36. Вставлено над зачёркнутым: «конфликта».

37. После этого — графический интервал.

38. После этого — графический интервал.

39. Вставлено над зачёркнутым: «его герои».

40. Далее зачёркнуто: «а сами состояния недовольства».

41. Закончилась третья рукописная страница. На обороте тетрадного листа в клетку — список академической группы с обозначением посещаемости занятий, но без обозначения предмета и года их проведения. В списке 33 фамилии, среди которых есть Астраханова. Возможно, это Л.Ф. Астраханова (1939—2013), впоследствии доцент кафедры истории русской литературы пединститута, чьи студенческие годы пришлись на военное время.

42. Последние два слова вставлены над строкой (пп.).

43. Два слова — над строкой (пп.).

44. Два слова — над строкой (пп.).

45. Слово вставлено над строкой (пп.).

46. Слово вставлено над строкой (пп.).

47. Три слова — вставка над строкой (пп.).

48. Союз вставлен над строкой (пп.).

49. Далее зачёркнуто: «Положение».

50. Вставлено над зачёркнутым.

51. Далее зачёркнуто: «Мелкими штрихами в разных местах даётся угнет<ающая> обстановка, (сверху дважды подряд вставлено пп. и зачёркнуто: «серая, будничная». — Н.Н.) противоположная общему праздничному, серая, замызганная обстановка» (сверху вставлено с пп. и зачёркнуто: «привычная и будничная»).

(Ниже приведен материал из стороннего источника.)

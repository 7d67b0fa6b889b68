use std::path::PathBuf;
use std::sync::Arc;

use chrono::{DateTime, Utc};
use sehha_shared::MapConfig;

use crate::config;

#[derive(Clone)]
pub struct AppState {
    pub map_config: Arc<MapConfig>,
    pub static_dir: Arc<PathBuf>,
    pub started_at: DateTime<Utc>,
}

impl AppState {
    pub fn new(map_config: MapConfig, static_dir: PathBuf) -> Self {
        Self {
            map_config: Arc::new(map_config),
            static_dir: Arc::new(static_dir),
            started_at: Utc::now(),
        }
    }

    pub fn from_env() -> Self {
        Self::new(config::map_config(), config::static_dir())
    }

    pub fn uptime_secs(&self) -> i64 {
        (Utc::now() - self.started_at).num_seconds().max(0)
    }
}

52. Фамилия героя вставлена над строкой (пп.).

53. Далее зачёркнуто: «для Невыразимова».

54. Далее зачёркнуто: «Мелкими штрихами показано».

55. Вписано над зачёркнутым.

56. Далее зачёркнуто: «чувствовать общий праздник, т<о> е<сть> присутствие какой-то святой».

57. Вписано над зачёркнутым.

58. Слово «особых» подчёркнуто волнистой линией.

59. Далее зачёркнуто: «Мелкими штрихами в разных местах». Сверху и снизу зачёркнутой записи: «Противоположность между тем и другим создаёт режущий горестный конфликт в душе Невыразимова». И всё вместе зачёркивается многочисленными косыми чертами. Так заканчивается четвёртая рукописная страница. На обороте — верхняя половина официальной бумаги с повесткой дня заседания исполкома Октябрьского райсовета депутатов трудящихся г. Саратова на 7-е июня 1943 г., вручённой «чл<ену> исполкома т<оварищу> Скафтымову».

60. Здесь зачёркнуто: «замызганный».

61. Два слова вставлены над строкой (пп.).

62. Далее зачёркнуто: «и пр<очее>».

63. Вставлено над зачёркнутым «жизнь».

64. Весь абзац зачёркнут тремя косыми чертами, но с левой стороны проведена волнистая линия, вдоль которой рукой А.П. Скафтымова написано «Надо».

65. Вставлено над зачёркнутым «Чехов».

66. В обоих случаях исправленная фамилия героя вставлена над опиской «Незнамов».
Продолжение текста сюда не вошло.